For the data below, please report each line where the word "Copy" is found.

(Stored data entries)
────────

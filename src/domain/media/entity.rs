use chrono::{DateTime, Utc};
use serde::{Deserialize, Serialize};
use std::{fmt, str::FromStr};
use ts_rs::TS;
use uuid::Uuid;

use crate::domain::errors::DomainError;

/// A post in the gallery.
///
/// Text posts carry their body in `description` and have an empty `url`.
/// Every other kind points at an object in the public bucket for its type.
#[derive(Debug, Clone, Serialize, Deserialize, TS, PartialEq, Eq)]
#[ts(export)]
pub struct MediaItem {
    pub id: Uuid,
    pub title: String,
    pub description: Option<String>,
    pub file_type: FileType,
    pub url: String,
    pub created_at: DateTime<Utc>,
}

impl MediaItem {
    pub fn from_draft(id: Uuid, draft: MediaDraft, created_at: DateTime<Utc>) -> Self {
        Self {
            id,
            file_type: draft.content.file_type(),
            url: draft.content.url().to_string(),
            title: draft.title,
            description: draft.description,
            created_at,
        }
    }

    /// Replace every mutable field, keeping identity and creation time.
    pub fn apply(&mut self, draft: MediaDraft) {
        self.file_type = draft.content.file_type();
        self.url = draft.content.url().to_string();
        self.title = draft.title;
        self.description = draft.description;
    }
}

#[derive(Debug, Clone, Copy, Serialize, Deserialize, TS, PartialEq, Eq, Hash)]
#[serde(rename_all = "lowercase")]
#[ts(export)]
pub enum FileType {
    Image,
    Video,
    Audio,
    Text,
}

impl FileType {
    pub fn as_str(&self) -> &'static str {
        match self {
            FileType::Image => "image",
            FileType::Video => "video",
            FileType::Audio => "audio",
            FileType::Text => "text",
        }
    }

    /// Storage bucket for uploaded files of this kind. Text posts have none.
    pub fn bucket(&self) -> Option<Bucket> {
        match self {
            FileType::Image => Some(Bucket::Images),
            FileType::Video => Some(Bucket::Videos),
            FileType::Audio => Some(Bucket::Audios),
            FileType::Text => None,
        }
    }

    /// Guess the kind from an upload's MIME type (`image/png` -> image).
    pub fn from_mime(content_type: &str) -> Option<Self> {
        let top = content_type.split('/').next()?.trim().to_ascii_lowercase();
        match top.as_str() {
            "image" => Some(FileType::Image),
            "video" => Some(FileType::Video),
            "audio" => Some(FileType::Audio),
            _ => None,
        }
    }
}

impl fmt::Display for FileType {
    fn fmt(&self, f: &mut fmt::Formatter<'_>) -> fmt::Result {
        f.write_str(self.as_str())
    }
}

impl FromStr for FileType {
    type Err = DomainError;

    fn from_str(s: &str) -> Result<Self, Self::Err> {
        match s.trim().to_ascii_lowercase().as_str() {
            "image" => Ok(FileType::Image),
            "video" => Ok(FileType::Video),
            "audio" => Ok(FileType::Audio),
            "text" => Ok(FileType::Text),
            other => Err(DomainError::ValidationError(format!(
                "unknown file type '{}'",
                other
            ))),
        }
    }
}

#[derive(Debug, Clone, Copy, PartialEq, Eq, Hash)]
pub enum Bucket {
    Images,
    Videos,
    Audios,
}

impl Bucket {
    pub const ALL: [Bucket; 3] = [Bucket::Images, Bucket::Videos, Bucket::Audios];

    pub fn as_str(&self) -> &'static str {
        match self {
            Bucket::Images => "images",
            Bucket::Videos => "videos",
            Bucket::Audios => "audios",
        }
    }

    pub fn from_name(name: &str) -> Option<Self> {
        Self::ALL.into_iter().find(|b| b.as_str() == name)
    }
}

impl fmt::Display for Bucket {
    fn fmt(&self, f: &mut fmt::Formatter<'_>) -> fmt::Result {
        f.write_str(self.as_str())
    }
}

/// What a post holds, tagged by kind so a media post cannot exist without a url.
#[derive(Debug, Clone, PartialEq, Eq)]
pub enum MediaContent {
    Text,
    Image { url: String },
    Video { url: String },
    Audio { url: String },
}

impl MediaContent {
    pub fn new(file_type: FileType, url: Option<String>) -> Result<Self, DomainError> {
        let url = url.map(|u| u.trim().to_string()).filter(|u| !u.is_empty());
        match (file_type, url) {
            (FileType::Text, _) => Ok(MediaContent::Text),
            (_, None) => Err(DomainError::ValidationError(format!(
                "a {} post needs an uploaded file url",
                file_type
            ))),
            (FileType::Image, Some(url)) => Ok(MediaContent::Image { url }),
            (FileType::Video, Some(url)) => Ok(MediaContent::Video { url }),
            (FileType::Audio, Some(url)) => Ok(MediaContent::Audio { url }),
        }
    }

    pub fn file_type(&self) -> FileType {
        match self {
            MediaContent::Text => FileType::Text,
            MediaContent::Image { .. } => FileType::Image,
            MediaContent::Video { .. } => FileType::Video,
            MediaContent::Audio { .. } => FileType::Audio,
        }
    }

    pub fn url(&self) -> &str {
        match self {
            MediaContent::Text => "",
            MediaContent::Image { url } | MediaContent::Video { url } | MediaContent::Audio { url } => {
                url
            }
        }
    }
}

pub const MAX_TITLE_CHARS: usize = 200;
pub const MAX_DESCRIPTION_CHARS: usize = 5000;

/// Validated input for creating or replacing a post.
#[derive(Debug, Clone, PartialEq, Eq)]
pub struct MediaDraft {
    pub title: String,
    pub description: Option<String>,
    pub content: MediaContent,
}

impl MediaDraft {
    pub fn new(
        title: &str,
        description: Option<&str>,
        content: MediaContent,
    ) -> Result<Self, DomainError> {
        let title = title.trim();
        if title.is_empty() {
            return Err(DomainError::ValidationError("title is required".into()));
        }
        if title.chars().count() > MAX_TITLE_CHARS {
            return Err(DomainError::ValidationError(format!(
                "title must be at most {} characters",
                MAX_TITLE_CHARS
            )));
        }
        let description = description
            .map(str::trim)
            .filter(|d| !d.is_empty())
            .map(str::to_string);
        if description
            .as_deref()
            .is_some_and(|d| d.chars().count() > MAX_DESCRIPTION_CHARS)
        {
            return Err(DomainError::ValidationError(format!(
                "description must be at most {} characters",
                MAX_DESCRIPTION_CHARS
            )));
        }
        Ok(Self {
            title: title.to_string(),
            description,
            content,
        })
    }
}

/// Per-kind post counts shown on the home page and dashboard.
#[derive(Debug, Clone, Default, Serialize, Deserialize, TS, PartialEq, Eq)]
#[ts(export)]
pub struct MediaStats {
    pub total: usize,
    pub images: usize,
    pub videos: usize,
    pub audios: usize,
    pub texts: usize,
}

impl MediaStats {
    pub fn from_items(items: &[MediaItem]) -> Self {
        items.iter().fold(Self::default(), |mut stats, item| {
            stats.total += 1;
            match item.file_type {
                FileType::Image => stats.images += 1,
                FileType::Video => stats.videos += 1,
                FileType::Audio => stats.audios += 1,
                FileType::Text => stats.texts += 1,
            }
            stats
        })
    }
}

────────

Finished exercise:
#[derive(Debug, Clone, Copy, Serialize, Deserialize, TS, PartialEq, Eq, Hash)]
#[derive(Debug, Clone, Copy, PartialEq, Eq, Hash)]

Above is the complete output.